FHA 203(k) Mortgages
Even if the home you have your eye on is a fixer-upper, the Federal Housing Administration's 203(k) loan program can help home buyers and homeowners afford to pay for and repair single family properties with a single loan (from $5,000 to $30,000).

Normally, when you want to purchase a fixer-upper, you first have to secure financing to buy the home, then secure additional financing to repair the home. These short-term loans can be expensive and difficult to obtain. With an FHA 203(k) loan, the borrower can get just one mortgage loan to finance both the acquisition and the rehabilitation of the property, making this program ideal for purchasing foreclosed properties at major discounts.

These loans are a bit more complex, especially for first-time buyers and refinancers (there's also a "streamline" version of this program), but it's definitely a viable option if you're looking to make homeownership even more affordable in 2009.

USDA Mortgages
Yes, the US Department of Agriculture is the same governmental agency that certifies the quality of the beef you buy. But it also has a mortgage program that supplies $16 billion in funding to Americans in what they call "rural" areas.
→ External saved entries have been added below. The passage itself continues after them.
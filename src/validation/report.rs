//! Validation report types for structured error reporting.
//!
//! Results can be printed for users, logged, or serialized as JSON for
//! programmatic consumers.

use serde::Serialize;
use std::fmt;

/// The result of validating a COCO document.
#[derive(Clone, Debug, Default, Serialize)]
pub struct ValidationReport {
    /// All issues found during validation.
    pub issues: Vec<ValidationIssue>,
}

impl ValidationReport {
    /// Creates a new empty report.
    pub fn new() -> Self {
        Self { issues: Vec::new() }
    }

    /// Adds an issue to the report.
    pub fn add(&mut self, issue: ValidationIssue) {
        self.issues.push(issue);
    }

    /// Returns the number of errors in the report.
    pub fn error_count(&self) -> usize {
        self.issues
            .iter()
            .filter(|i| i.severity == Severity::Error)
            .count()
    }

    /// Returns the number of warnings in the report.
    pub fn warning_count(&self) -> usize {
        self.issues
            .iter()
            .filter(|i| i.severity == Severity::Warning)
            .count()
    }

    /// Returns true if there are no errors.
    pub fn is_ok(&self) -> bool {
        self.error_count() == 0
    }

    /// Returns true if there are no issues at all.
    pub fn is_clean(&self) -> bool {
        self.issues.is_empty()
    }
}

impl fmt::Display for ValidationReport {
    fn fmt(&self, f: &mut fmt::Formatter<'_>) -> fmt::Result {
        if self.issues.is_empty() {
            return writeln!(f, "Validation passed: no issues found");
        }

        writeln!(
            f,
            "Validation completed with {} error(s) and {} warning(s):",
            self.error_count(),
            self.warning_count()
        )?;
        writeln!(f)?;

        for issue in &self.issues {
            writeln!(f, "  {}", issue)?;
        }

        Ok(())
    }
}

/// A single validation issue (error or warning).
#[derive(Clone, Debug, Serialize)]
pub struct ValidationIssue {
    pub severity: Severity,

    /// A stable code for the issue type.
    pub code: IssueCode,

    pub message: String,

    /// Where the issue occurred.
    pub context: IssueContext,
}

impl ValidationIssue {
    pub fn new(
        severity: Severity,
        code: IssueCode,
        message: impl Into<String>,
        context: IssueContext,
    ) -> Self {
        Self {
            severity,
            code,
            message: message.into(),
            context,
        }
    }

    pub fn error(code: IssueCode, message: impl Into<String>, context: IssueContext) -> Self {
        Self::new(Severity::Error, code, message, context)
    }

    pub fn warning(code: IssueCode, message: impl Into<String>, context: IssueContext) -> Self {
        Self::new(Severity::Warning, code, message, context)
    }
}

impl fmt::Display for ValidationIssue {
    fn fmt(&self, f: &mut fmt::Formatter<'_>) -> fmt::Result {
        let severity = match self.severity {
            Severity::Error => "ERROR",
            Severity::Warning => "WARN ",
        };
        write!(
            f,
            "[{}] {:?} in {}: {}",
            severity, self.code, self.context, self.message
        )
    }
}

/// The severity of a validation issue.
#[derive(Clone, Copy, Debug, PartialEq, Eq, Serialize)]
#[serde(rename_all = "snake_case")]
pub enum Severity {
    /// Suspicious but consumable by COCO tooling.
    Warning,
    /// Breaks the COCO contract (ids, references, geometry).
    Error,
}

/// A stable code identifying the type of validation issue.
#[derive(Clone, Copy, Debug, PartialEq, Eq, Hash, Serialize)]
pub enum IssueCode {
    // ID uniqueness issues (content ids colliding)
    DuplicateImageId,
    DuplicateAnnotationId,
    DuplicateCategoryId,

    // Reference issues
    MissingImageRef,
    MissingCategoryRef,
    /// An image names a license that is not in `licenses`.
    MissingLicenseRef,

    // Image issues
    InvalidImageDimensions,
    EmptyFileName,
    DuplicateFileName,

    // Category issues
    EmptyCategoryName,
    DuplicateCategoryName,

    // Bounding box issues
    /// NaN or infinite bbox component.
    BBoxNotFinite,
    /// Width or height is zero or negative.
    BBoxNonPositiveExtent,
    /// The box extends outside the image.
    BBoxOutOfBounds,
    /// `area` differs from `width * height`.
    AreaMismatch,
}

/// Context about where a validation issue occurred.
#[derive(Clone, Debug, Serialize)]
#[serde(tag = "kind", rename_all = "snake_case")]
pub enum IssueContext {
    Image { id: u64 },
    Annotation { id: u64 },
    Category { id: u64 },
}

impl fmt::Display for IssueContext {
    fn fmt(&self, f: &mut fmt::Formatter<'_>) -> fmt::Result {
        match self {
            IssueContext::Image { id } => write!(f, "image {}", id),
            IssueContext::Annotation { id } => write!(f, "annotation {}", id),
            IssueContext::Category { id } => write!(f, "category {}", id),
        }
    }
}
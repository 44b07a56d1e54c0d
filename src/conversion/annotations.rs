//! Annotation builder: one annotation per usable source row.
//!
//! Rows are visited in source order and never abort the run. A row is
//! dropped, with one issue reported, when:
//! - a coordinate cell is empty, non-numeric or non-finite (error)
//! - its box has `xmax <= xmin` or `ymax <= ymin` (warning)
//! - its image or label has no record in the indexes (error)

use super::categories::CategoryIndex;
use super::images::ImageIndex;
use super::report::{ConversionIssue, ConversionIssueCode, ConversionReport};
use super::reporter::Reporter;
use crate::ir::{
    Annotation, AnnotationId, AnnotationMetadata, BBoxXYXY, SourceRow, SourceTable,
};

/// Builds annotations for every row of `table`, appending one issue per
/// dropped row to `report` and forwarding it to `reporter`.
pub fn build_annotations(
    table: &SourceTable,
    categories: &CategoryIndex,
    images: &ImageIndex,
    created_at: &str,
    report: &mut ConversionReport,
    reporter: &mut dyn Reporter,
) -> Vec<Annotation> {
    let mut annotations = Vec::with_capacity(table.len());

    for row in &table.rows {
        match build_row(row, categories, images, created_at) {
            Ok(annotation) => annotations.push(annotation),
            Err(issue) => {
                reporter.issue(&issue);
                report.add(issue);
            }
        }
    }

    annotations
}

fn build_row(
    row: &SourceRow,
    categories: &CategoryIndex,
    images: &ImageIndex,
    created_at: &str,
) -> Result<Annotation, ConversionIssue> {
    let bbox = BBoxXYXY::from_xyxy(
        coordinate(row, "xmin", &row.xmin)?,
        coordinate(row, "ymin", &row.ymin)?,
        coordinate(row, "xmax", &row.xmax)?,
        coordinate(row, "ymax", &row.ymax)?,
    );

    if !bbox.has_positive_extent() {
        return Err(degenerate(row, &bbox));
    }

    let image_id = images.id_of(&row.image).ok_or_else(|| {
        ConversionIssue::error(
            ConversionIssueCode::UnresolvedImage,
            row.index,
            row.line,
            format!("no image record for '{}'", row.image),
        )
    })?;
    let category_id = categories.id_of(&row.label).ok_or_else(|| {
        ConversionIssue::error(
            ConversionIssueCode::UnresolvedCategory,
            row.index,
            row.line,
            format!("no category record for '{}'", row.label),
        )
    })?;

    Ok(Annotation {
        id: AnnotationId::for_row(&row.image, &row.label, row.index),
        image_id,
        category_id,
        bbox: bbox.to_xywh(),
        area: bbox.area(),
        segmentation: Vec::new(),
        iscrowd: 0,
        metadata: AnnotationMetadata {
            confidence: 1.0,
            created_at: created_at.to_string(),
        },
    })
}

/// Warning for a box with no positive extent; width is reported first.
fn degenerate(row: &SourceRow, bbox: &BBoxXYXY) -> ConversionIssue {
    if bbox.width() <= 0.0 {
        ConversionIssue::warning(
            ConversionIssueCode::NonPositiveWidth,
            row.index,
            row.line,
            format!(
                "invalid bbox dimensions: width {} (xmin {}, xmax {})",
                bbox.width(),
                bbox.xmin,
                bbox.xmax
            ),
        )
    } else {
        ConversionIssue::warning(
            ConversionIssueCode::NonPositiveHeight,
            row.index,
            row.line,
            format!(
                "invalid bbox dimensions: height {} (ymin {}, ymax {})",
                bbox.height(),
                bbox.ymin,
                bbox.ymax
            ),
        )
    }
}

/// Coerces one coordinate cell.
fn coordinate(row: &SourceRow, column: &str, raw: &str) -> Result<f64, ConversionIssue> {
    let cell = raw.trim();
    if cell.is_empty() {
        return Err(ConversionIssue::error(
            ConversionIssueCode::MissingCoordinate,
            row.index,
            row.line,
            format!("missing value in column '{}'", column),
        ));
    }

    let value: f64 = cell.parse().map_err(|_| {
        ConversionIssue::error(
            ConversionIssueCode::NonNumericCoordinate,
            row.index,
            row.line,
            format!("could not convert '{}' in column '{}' to a number", cell, column),
        )
    })?;

    if !value.is_finite() {
        return Err(ConversionIssue::error(
            ConversionIssueCode::NonFiniteCoordinate,
            row.index,
            row.line,
            format!("non-finite value '{}' in column '{}'", cell, column),
        ));
    }

    Ok(value)
}
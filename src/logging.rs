//! Process-wide log setup: console plus an append-only log file.
//!
//! Called once from [`crate::run`]. Library code only emits `tracing`
//! events (through [`crate::conversion::TracingReporter`]) and never
//! installs a subscriber itself.

use std::fs::{self, OpenOptions};
use std::path::PathBuf;
use std::sync::Mutex;

use tracing_subscriber::filter::LevelFilter;
use tracing_subscriber::{fmt, layer::SubscriberExt, util::SubscriberInitExt, EnvFilter, Layer};

use crate::error::Csv2CocoError;

/// Default persistent sink, relative to the working directory.
pub const DEFAULT_LOG_FILE: &str = "conversion.log";

#[derive(Clone, Debug, Default)]
pub struct LogOptions {
    /// Append log lines here as well as to the console.
    pub file: Option<PathBuf>,
    /// Debug level instead of info.
    pub verbose: bool,
    /// Console shows warnings and errors only; the file is unaffected.
    pub quiet: bool,
}

/// Installs the global subscriber.
///
/// `RUST_LOG` overrides the level chosen by `verbose`.
pub fn init_logging(options: &LogOptions) -> Result<(), Csv2CocoError> {
    let default_level = if options.verbose { "debug" } else { "info" };
    let filter = EnvFilter::try_from_default_env()
        .unwrap_or_else(|_| EnvFilter::new(format!("csv2coco={}", default_level)));

    let console_level = if options.quiet {
        LevelFilter::WARN
    } else {
        LevelFilter::TRACE
    };
    let console = fmt::layer()
        .with_target(false)
        .with_writer(std::io::stderr)
        .with_filter(console_level);

    let file_layer = match &options.file {
        Some(path) => {
            if let Some(parent) = path.parent().filter(|p| !p.as_os_str().is_empty()) {
                fs::create_dir_all(parent).map_err(|e| {
                    Csv2CocoError::LogSetup(format!("{}: {}", parent.display(), e))
                })?;
            }
            let file = OpenOptions::new()
                .create(true)
                .append(true)
                .open(path)
                .map_err(|e| Csv2CocoError::LogSetup(format!("{}: {}", path.display(), e)))?;
            Some(
                fmt::layer()
                    .with_ansi(false)
                    .with_target(false)
                    .with_writer(Mutex::new(file)),
            )
        }
        None => None,
    };

    tracing_subscriber::registry()
        .with(filter)
        .with(console)
        .with(file_layer)
        .try_init()
        .map_err(|e| Csv2CocoError::LogSetup(e.to_string()))
}
//! Source CSV loader.
//!
//! Reads the flat annotation table (one row per bounding box) into a
//! [`SourceTable`]. The loader only checks structure: the header must name
//! every required column and at least one data row must follow. Cell
//! contents are not interpreted here.
//!
//! # Source CSV Format Reference
//!
//! Delimited text (comma by default) with a header row containing at least:
//! - `image`: The image file name
//! - `label`: Category/class name
//! - `xmin`, `ymin`, `xmax`, `ymax`: Absolute box corners in pixels
//!
//! Additional columns are ignored. When a column name appears more than
//! once, the first occurrence is used.

use std::fs::File;
use std::io::{BufReader, Read};
use std::path::Path;

use super::model::{SourceRow, SourceTable};
use crate::error::Csv2CocoError;

/// Columns every source file must provide, in reporting order.
pub const REQUIRED_COLUMNS: [&str; 6] = ["image", "label", "xmin", "ymin", "xmax", "ymax"];

// ============================================================================
// Public API
// ============================================================================

/// Reads a source table from a delimited file.
///
/// # Errors
/// - [`Csv2CocoError::MissingColumns`] listing every absent required column
/// - [`Csv2CocoError::EmptyInput`] when the header is followed by no rows
/// - [`Csv2CocoError::CsvParse`] when the text itself cannot be read
///
/// # Example
/// ```no_run
/// use std::path::Path;
/// use csv2coco::ir::io_source_csv::read_source_csv;
///
/// let table = read_source_csv(Path::new("annotations.csv"), b',')?;
/// # Ok::<(), csv2coco::Csv2CocoError>(())
/// ```
pub fn read_source_csv(path: &Path, delimiter: u8) -> Result<SourceTable, Csv2CocoError> {
    let file = File::open(path).map_err(Csv2CocoError::Io)?;
    let source_name = path
        .file_name()
        .map(|name| name.to_string_lossy().into_owned())
        .unwrap_or_else(|| path.display().to_string());

    load_table(BufReader::new(file), delimiter, path, source_name)
}

/// Reads a comma-separated source table from a string.
///
/// Useful for testing without file I/O.
pub fn from_source_csv_str(csv_str: &str) -> Result<SourceTable, Csv2CocoError> {
    from_source_csv_slice(csv_str.as_bytes(), b',')
}

/// Reads a source table from raw bytes.
///
/// Useful for fuzzing and for callers that already hold the file contents.
pub fn from_source_csv_slice(bytes: &[u8], delimiter: u8) -> Result<SourceTable, Csv2CocoError> {
    load_table(bytes, delimiter, Path::new("<bytes>"), "<bytes>".to_string())
}

// ============================================================================
// Loading
// ============================================================================

/// Header positions of the required columns.
struct ColumnMap {
    image: usize,
    label: usize,
    xmin: usize,
    ymin: usize,
    xmax: usize,
    ymax: usize,
}

impl ColumnMap {
    /// Resolves all required columns, or returns every missing name.
    fn resolve(headers: &csv::StringRecord) -> Result<Self, Vec<String>> {
        let position = |name: &str| headers.iter().position(|h| h == name);

        let mut found = [0usize; REQUIRED_COLUMNS.len()];
        let mut missing = Vec::new();
        for (slot, name) in found.iter_mut().zip(REQUIRED_COLUMNS) {
            match position(name) {
                Some(idx) => *slot = idx,
                None => missing.push(name.to_string()),
            }
        }

        if !missing.is_empty() {
            return Err(missing);
        }

        let [image, label, xmin, ymin, xmax, ymax] = found;
        Ok(Self {
            image,
            label,
            xmin,
            ymin,
            xmax,
            ymax,
        })
    }

    /// Short rows yield empty cells rather than failing the load.
    fn row(&self, index: usize, line: u64, record: &csv::StringRecord) -> SourceRow {
        let cell = |idx: usize| record.get(idx).unwrap_or("");
        SourceRow {
            index,
            line,
            image: cell(self.image).to_string(),
            label: cell(self.label).to_string(),
            xmin: cell(self.xmin).to_string(),
            ymin: cell(self.ymin).to_string(),
            xmax: cell(self.xmax).to_string(),
            ymax: cell(self.ymax).to_string(),
        }
    }
}

fn load_table<R: Read>(
    reader: R,
    delimiter: u8,
    path: &Path,
    source_name: String,
) -> Result<SourceTable, Csv2CocoError> {
    let parse_err = |source: csv::Error| Csv2CocoError::CsvParse {
        path: path.to_path_buf(),
        source,
    };

    let mut csv_reader = csv::ReaderBuilder::new()
        .delimiter(delimiter)
        .flexible(true)
        .trim(csv::Trim::Headers)
        .from_reader(reader);

    let headers = csv_reader.headers().map_err(parse_err)?.clone();
    let columns = ColumnMap::resolve(&headers).map_err(|missing| Csv2CocoError::MissingColumns {
        path: path.to_path_buf(),
        missing,
    })?;

    let mut rows = Vec::new();
    let mut record = csv::StringRecord::new();
    while csv_reader.read_record(&mut record).map_err(parse_err)? {
        let line = record.position().map(|pos| pos.line()).unwrap_or(0);
        rows.push(columns.row(rows.len(), line, &record));
    }

    if rows.is_empty() {
        return Err(Csv2CocoError::EmptyInput {
            path: path.to_path_buf(),
        });
    }

    Ok(SourceTable { source_name, rows })
}

// ============================================================================
// Tests
// ============================================================================
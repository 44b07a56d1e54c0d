//! Image indexer: one image record per distinct file name.

use std::collections::HashMap;

use super::{tally, ConvertOptions};
use crate::ir::{Image, ImageId, ImageMetadata, LicenseId, SourceTable};

/// Image records sorted by file name, plus the name -> id lookup.
#[derive(Clone, Debug, Default)]
pub struct ImageIndex {
    images: Vec<Image>,
    ids: HashMap<String, ImageId>,
}

impl ImageIndex {
    /// Indexes every non-blank image name of `table`.
    ///
    /// Dimensions come from `options`, not from the data. Images whose rows
    /// are all dropped later are still listed.
    pub fn build(table: &SourceTable, options: &ConvertOptions) -> Self {
        let counts = tally(&table.rows, |row| row.image.as_str());
        let date_captured = options.date();
        let processed_at = options.timestamp();

        let mut ids = HashMap::with_capacity(counts.len());
        let images = counts
            .into_iter()
            .map(|(file_name, object_count)| {
                let id = ImageId::for_file_name(file_name);
                ids.insert(file_name.to_string(), id);
                Image {
                    id,
                    license: LicenseId::new(1),
                    file_name: file_name.to_string(),
                    height: options.image_height,
                    width: options.image_width,
                    date_captured: date_captured.clone(),
                    metadata: ImageMetadata {
                        object_count,
                        processed_at: processed_at.clone(),
                    },
                }
            })
            .collect();

        Self { images, ids }
    }

    pub fn id_of(&self, file_name: &str) -> Option<ImageId> {
        self.ids.get(file_name).copied()
    }

    pub fn len(&self) -> usize {
        self.images.len()
    }

    pub fn is_empty(&self) -> bool {
        self.images.is_empty()
    }

    pub fn into_images(self) -> Vec<Image> {
        self.images
    }
}

#[cfg(test)]
mod tests {
    use super::*;
    use crate::ir::io_source_csv::from_source_csv_str;
    use chrono::NaiveDate;

    fn options() -> ConvertOptions {
        let at = NaiveDate::from_ymd_opt(2024, 6, 1)
            .and_then(|d| d.and_hms_opt(12, 0, 0))
            .unwrap();
        ConvertOptions::default()
            .with_image_size(640, 480)
            .with_generated_at(at)
    }

    #[test]
    fn test_images_sorted_with_fixed_dimensions() {
        let table = from_source_csv_str(
            "image,label,xmin,ymin,xmax,ymax\n\
             b.jpg,fish,0,0,1,1\n\
             a.jpg,fish,0,0,1,1\n\
             b.jpg,crab,0,0,1,1\n",
        )
        .unwrap();
        let index = ImageIndex::build(&table, &options());

        let images = index.into_images();
        assert_eq!(images.len(), 2);
        assert_eq!(images[0].file_name, "a.jpg");
        assert_eq!(images[0].metadata.object_count, 1);
        assert_eq!(images[1].file_name, "b.jpg");
        assert_eq!(images[1].metadata.object_count, 2);
        assert!(images.iter().all(|i| i.width == 640 && i.height == 480));
        assert_eq!(images[0].id.as_u64(), 960_911_721);
        assert_eq!(images[1].id.as_u64(), 4_021_262_555);
        assert_eq!(images[0].date_captured, "2024-06-01");
        assert_eq!(images[0].metadata.processed_at, "2024-06-01 12:00:00");
        assert_eq!(images[0].license, LicenseId::new(1));
    }

    #[test]
    fn test_lookup() {
        let table =
            from_source_csv_str("image,label,xmin,ymin,xmax,ymax\nimg1.jpg,fish,0,0,1,1\n").unwrap();
        let index = ImageIndex::build(&table, &options());

        assert_eq!(index.id_of("img1.jpg"), Some(ImageId::new(4_799_295)));
        assert_eq!(index.id_of("img2.jpg"), None);
    }
}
But don't be fooled by the "rural" part. You don't have to live on a farm or in the country to utilize this amazingly affordable program. In fact, there are a surprising number of qualifying areas in both large and small states and cities, so this is definitely an option that's worth investigating if you're looking to buy a home – and here's why:

  • No down payment is required
  • No monthly mortgage insurance
  • Seller can pay 100% of the buyer's reasonable closing costs and prepaid expenses
  • No reserves are required

 VA Mortgages
If you or your spouse is a veteran, you might be eligible for a special mortgage from the Department of Veteran Affairs. In recognition of your valuable service and sacrifice to your country, the VA program is designed to help make housing opportunities affordable for eligible veterans, so take advantage of this program – you've earned it. VA mortgage benefits include:

  • No down payment
  • No monthly mortgage insurance
  • Seller can pay any and all "reasonable" costs to close
  • Funding Fees are not required for Veterans with disabilities

There are some important residential, marriage, and other qualifications that need to be considered, so talk to your mortgage professional for more information on VA mortgages and any of the programs mentioned in this article.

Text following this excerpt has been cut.